PROBLEM STATEMENT — List the lines of this listing that hold the word "PostgresBaseRepository".

RECORDS FOR PROCESSING —
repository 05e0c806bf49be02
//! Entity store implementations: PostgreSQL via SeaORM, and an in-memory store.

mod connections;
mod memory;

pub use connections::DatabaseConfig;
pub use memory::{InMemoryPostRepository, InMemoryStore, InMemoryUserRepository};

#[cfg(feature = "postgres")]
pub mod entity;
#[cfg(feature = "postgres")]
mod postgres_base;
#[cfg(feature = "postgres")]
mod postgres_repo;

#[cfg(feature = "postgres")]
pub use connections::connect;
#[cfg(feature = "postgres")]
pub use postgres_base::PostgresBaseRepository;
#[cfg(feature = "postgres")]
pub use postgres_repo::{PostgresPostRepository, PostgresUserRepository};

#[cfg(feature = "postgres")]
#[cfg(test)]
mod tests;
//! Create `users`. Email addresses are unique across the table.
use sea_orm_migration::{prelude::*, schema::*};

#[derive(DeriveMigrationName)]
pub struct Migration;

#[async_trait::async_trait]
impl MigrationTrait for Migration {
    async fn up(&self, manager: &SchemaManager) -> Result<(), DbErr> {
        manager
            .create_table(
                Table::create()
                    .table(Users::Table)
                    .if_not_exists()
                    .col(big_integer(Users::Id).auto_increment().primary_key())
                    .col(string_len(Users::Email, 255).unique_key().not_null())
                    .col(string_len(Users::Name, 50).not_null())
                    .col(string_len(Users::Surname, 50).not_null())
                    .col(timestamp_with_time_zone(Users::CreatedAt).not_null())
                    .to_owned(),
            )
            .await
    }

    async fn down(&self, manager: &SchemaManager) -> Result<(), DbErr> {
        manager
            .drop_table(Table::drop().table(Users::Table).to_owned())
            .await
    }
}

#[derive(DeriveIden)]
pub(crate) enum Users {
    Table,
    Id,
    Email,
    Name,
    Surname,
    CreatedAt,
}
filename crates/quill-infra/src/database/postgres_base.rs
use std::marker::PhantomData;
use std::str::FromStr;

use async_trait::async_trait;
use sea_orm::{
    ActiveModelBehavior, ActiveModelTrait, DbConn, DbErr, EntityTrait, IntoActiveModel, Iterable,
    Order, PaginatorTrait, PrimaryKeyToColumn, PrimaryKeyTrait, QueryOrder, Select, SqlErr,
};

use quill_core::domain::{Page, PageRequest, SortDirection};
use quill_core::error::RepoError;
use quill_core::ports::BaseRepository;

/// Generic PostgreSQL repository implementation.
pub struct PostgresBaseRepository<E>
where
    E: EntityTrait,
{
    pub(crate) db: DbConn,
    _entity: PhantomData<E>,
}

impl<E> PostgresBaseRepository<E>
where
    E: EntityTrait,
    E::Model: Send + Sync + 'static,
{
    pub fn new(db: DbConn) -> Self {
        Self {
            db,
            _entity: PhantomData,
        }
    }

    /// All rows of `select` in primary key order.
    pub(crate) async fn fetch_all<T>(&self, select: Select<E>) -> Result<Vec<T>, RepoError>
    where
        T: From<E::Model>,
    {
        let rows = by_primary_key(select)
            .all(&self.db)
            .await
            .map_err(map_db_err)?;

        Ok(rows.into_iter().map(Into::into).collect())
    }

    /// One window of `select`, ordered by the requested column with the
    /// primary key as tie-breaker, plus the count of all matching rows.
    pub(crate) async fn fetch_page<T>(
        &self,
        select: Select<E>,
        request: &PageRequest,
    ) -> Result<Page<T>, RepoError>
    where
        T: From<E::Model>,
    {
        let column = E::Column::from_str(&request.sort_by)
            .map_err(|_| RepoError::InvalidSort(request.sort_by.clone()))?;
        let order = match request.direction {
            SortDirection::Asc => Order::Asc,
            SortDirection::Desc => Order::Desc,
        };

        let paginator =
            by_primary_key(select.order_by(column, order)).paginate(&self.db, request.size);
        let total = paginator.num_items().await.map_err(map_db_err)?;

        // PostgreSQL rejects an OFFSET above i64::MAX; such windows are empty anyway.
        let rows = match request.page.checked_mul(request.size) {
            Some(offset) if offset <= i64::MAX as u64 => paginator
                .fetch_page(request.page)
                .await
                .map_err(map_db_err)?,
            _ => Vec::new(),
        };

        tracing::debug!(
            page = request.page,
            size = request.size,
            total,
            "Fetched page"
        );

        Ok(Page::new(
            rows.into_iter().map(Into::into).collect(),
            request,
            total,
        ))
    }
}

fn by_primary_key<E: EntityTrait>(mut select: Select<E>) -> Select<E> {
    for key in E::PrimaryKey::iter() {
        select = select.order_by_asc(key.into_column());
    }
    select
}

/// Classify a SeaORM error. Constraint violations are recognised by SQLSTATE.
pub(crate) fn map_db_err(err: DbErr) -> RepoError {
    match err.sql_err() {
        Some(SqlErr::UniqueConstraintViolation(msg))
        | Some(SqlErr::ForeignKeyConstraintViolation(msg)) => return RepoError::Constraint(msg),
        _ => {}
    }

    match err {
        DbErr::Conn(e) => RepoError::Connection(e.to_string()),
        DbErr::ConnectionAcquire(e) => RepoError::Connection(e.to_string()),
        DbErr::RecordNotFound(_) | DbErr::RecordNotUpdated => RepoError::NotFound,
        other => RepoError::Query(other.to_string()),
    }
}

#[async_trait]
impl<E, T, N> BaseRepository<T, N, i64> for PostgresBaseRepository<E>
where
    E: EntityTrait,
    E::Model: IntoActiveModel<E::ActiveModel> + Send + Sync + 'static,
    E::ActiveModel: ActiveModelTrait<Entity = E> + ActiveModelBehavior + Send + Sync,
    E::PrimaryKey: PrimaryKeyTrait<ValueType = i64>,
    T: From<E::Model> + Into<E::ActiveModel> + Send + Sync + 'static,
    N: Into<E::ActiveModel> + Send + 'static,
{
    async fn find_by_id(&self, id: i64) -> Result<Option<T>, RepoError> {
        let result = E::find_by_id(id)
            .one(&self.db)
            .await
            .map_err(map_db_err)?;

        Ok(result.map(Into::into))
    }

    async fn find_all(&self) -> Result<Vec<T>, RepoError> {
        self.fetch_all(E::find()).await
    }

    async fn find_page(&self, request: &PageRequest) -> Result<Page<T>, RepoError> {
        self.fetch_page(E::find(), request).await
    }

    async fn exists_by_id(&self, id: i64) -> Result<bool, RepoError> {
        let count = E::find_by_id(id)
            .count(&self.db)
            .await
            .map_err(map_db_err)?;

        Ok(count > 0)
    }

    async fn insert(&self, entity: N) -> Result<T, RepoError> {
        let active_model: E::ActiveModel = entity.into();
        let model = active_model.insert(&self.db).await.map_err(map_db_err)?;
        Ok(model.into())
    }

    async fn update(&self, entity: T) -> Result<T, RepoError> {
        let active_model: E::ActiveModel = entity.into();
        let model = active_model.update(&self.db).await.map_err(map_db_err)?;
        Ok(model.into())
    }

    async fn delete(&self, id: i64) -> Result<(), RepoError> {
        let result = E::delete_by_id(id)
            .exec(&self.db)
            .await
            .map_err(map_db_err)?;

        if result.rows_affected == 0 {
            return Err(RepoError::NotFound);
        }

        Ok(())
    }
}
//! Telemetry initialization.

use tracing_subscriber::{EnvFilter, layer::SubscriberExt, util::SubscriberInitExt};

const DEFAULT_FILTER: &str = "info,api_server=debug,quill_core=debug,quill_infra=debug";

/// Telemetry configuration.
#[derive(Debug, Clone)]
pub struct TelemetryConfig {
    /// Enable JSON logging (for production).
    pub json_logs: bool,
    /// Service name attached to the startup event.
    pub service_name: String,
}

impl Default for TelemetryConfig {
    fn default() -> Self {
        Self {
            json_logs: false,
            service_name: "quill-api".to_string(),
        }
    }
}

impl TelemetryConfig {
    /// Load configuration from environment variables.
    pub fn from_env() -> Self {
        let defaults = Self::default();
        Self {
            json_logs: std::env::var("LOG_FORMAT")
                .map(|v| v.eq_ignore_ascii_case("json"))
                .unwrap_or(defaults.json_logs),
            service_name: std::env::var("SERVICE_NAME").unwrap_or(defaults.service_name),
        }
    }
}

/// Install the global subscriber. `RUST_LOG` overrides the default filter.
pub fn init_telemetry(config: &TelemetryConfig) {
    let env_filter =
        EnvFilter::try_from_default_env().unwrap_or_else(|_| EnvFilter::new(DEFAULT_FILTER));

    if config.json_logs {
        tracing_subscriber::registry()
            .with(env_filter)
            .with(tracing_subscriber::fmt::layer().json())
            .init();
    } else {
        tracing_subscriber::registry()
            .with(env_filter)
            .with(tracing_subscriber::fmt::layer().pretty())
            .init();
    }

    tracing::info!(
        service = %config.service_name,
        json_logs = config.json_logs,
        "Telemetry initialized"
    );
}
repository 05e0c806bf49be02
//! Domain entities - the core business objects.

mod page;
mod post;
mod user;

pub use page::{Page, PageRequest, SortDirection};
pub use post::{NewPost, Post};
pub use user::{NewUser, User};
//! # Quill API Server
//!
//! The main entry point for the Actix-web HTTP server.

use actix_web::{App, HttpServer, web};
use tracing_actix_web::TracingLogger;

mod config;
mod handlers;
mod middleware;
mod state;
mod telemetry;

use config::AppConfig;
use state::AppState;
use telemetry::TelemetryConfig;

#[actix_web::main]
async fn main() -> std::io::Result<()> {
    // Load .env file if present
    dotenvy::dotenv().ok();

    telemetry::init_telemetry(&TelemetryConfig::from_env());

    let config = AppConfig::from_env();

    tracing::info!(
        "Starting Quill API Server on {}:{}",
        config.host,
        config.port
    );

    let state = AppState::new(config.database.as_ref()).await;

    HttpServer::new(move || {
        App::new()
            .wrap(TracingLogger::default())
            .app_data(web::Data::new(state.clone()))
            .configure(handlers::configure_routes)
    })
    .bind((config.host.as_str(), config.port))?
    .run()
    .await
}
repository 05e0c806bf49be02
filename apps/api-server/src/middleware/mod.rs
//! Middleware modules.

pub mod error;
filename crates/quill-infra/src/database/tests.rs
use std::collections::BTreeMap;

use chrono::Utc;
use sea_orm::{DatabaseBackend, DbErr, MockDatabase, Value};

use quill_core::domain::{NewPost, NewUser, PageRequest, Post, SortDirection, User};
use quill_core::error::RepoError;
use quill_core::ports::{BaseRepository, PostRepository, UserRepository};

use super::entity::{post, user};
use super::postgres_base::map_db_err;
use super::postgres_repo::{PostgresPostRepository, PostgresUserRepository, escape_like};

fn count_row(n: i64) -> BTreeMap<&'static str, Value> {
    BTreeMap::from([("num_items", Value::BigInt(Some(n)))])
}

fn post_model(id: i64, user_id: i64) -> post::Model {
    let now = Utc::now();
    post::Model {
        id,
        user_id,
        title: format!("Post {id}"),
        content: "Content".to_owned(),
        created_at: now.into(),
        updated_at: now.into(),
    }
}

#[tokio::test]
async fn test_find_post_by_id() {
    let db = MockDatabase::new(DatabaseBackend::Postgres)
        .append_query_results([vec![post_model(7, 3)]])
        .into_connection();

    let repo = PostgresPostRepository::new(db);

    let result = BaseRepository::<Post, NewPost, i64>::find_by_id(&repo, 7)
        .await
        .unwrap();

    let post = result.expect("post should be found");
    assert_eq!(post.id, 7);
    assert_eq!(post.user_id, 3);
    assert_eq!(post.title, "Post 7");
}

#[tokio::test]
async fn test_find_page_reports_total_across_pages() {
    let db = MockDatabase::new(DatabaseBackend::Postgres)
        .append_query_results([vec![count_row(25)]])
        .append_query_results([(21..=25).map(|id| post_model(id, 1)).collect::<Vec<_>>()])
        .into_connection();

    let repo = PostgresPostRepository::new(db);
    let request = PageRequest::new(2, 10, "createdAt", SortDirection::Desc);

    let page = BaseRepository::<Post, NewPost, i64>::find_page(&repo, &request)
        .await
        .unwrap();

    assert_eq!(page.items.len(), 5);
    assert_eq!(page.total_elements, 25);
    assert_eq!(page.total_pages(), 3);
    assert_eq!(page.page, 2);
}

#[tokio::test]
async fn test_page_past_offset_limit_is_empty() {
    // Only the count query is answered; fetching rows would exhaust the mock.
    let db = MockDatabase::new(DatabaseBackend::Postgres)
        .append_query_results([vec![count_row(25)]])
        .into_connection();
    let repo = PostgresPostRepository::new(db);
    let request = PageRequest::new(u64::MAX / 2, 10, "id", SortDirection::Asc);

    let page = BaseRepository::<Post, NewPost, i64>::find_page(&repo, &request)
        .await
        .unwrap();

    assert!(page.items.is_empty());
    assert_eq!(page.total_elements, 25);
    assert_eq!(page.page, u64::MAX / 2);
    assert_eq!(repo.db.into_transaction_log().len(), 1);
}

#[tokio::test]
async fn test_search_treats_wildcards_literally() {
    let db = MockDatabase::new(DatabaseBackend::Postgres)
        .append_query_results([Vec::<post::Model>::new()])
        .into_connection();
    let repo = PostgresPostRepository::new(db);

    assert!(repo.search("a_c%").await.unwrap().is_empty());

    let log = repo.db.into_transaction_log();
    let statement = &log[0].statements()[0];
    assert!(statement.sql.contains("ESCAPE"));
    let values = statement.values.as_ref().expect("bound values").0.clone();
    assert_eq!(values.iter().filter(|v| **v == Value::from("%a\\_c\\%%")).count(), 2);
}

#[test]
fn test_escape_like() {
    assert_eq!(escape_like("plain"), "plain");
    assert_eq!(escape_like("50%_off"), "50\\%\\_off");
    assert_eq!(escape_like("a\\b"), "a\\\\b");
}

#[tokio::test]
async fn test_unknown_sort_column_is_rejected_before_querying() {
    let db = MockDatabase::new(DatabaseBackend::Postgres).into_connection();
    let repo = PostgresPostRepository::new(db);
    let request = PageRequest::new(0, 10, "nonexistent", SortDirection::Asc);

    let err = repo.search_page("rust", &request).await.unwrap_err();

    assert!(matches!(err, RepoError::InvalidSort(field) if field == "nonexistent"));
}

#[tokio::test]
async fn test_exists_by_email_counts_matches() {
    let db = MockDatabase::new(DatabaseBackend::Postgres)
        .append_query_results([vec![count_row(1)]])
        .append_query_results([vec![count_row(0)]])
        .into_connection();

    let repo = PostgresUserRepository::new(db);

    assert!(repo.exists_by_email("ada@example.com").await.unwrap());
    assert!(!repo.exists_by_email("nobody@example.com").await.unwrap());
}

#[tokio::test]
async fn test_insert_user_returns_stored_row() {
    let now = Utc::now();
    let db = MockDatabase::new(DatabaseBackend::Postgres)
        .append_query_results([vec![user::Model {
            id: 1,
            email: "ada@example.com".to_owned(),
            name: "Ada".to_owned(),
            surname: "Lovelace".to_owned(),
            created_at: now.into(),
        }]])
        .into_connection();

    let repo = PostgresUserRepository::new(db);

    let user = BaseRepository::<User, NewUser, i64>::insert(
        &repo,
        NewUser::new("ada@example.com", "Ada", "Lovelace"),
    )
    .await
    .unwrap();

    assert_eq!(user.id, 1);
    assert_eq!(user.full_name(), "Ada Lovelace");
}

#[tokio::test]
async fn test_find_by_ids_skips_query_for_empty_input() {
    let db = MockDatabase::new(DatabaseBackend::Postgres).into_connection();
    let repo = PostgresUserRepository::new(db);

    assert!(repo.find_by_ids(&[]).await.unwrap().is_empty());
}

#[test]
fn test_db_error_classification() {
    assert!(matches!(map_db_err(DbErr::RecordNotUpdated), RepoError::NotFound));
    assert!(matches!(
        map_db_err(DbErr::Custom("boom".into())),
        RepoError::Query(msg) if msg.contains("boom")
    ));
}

RESULT OF THE TASK —
pub use postgres_base::PostgresBaseRepository;
pub struct PostgresBaseRepository<E>
impl<E> PostgresBaseRepository<E>
impl<E, T, N> BaseRepository<T, N, i64> for PostgresBaseRepository<E>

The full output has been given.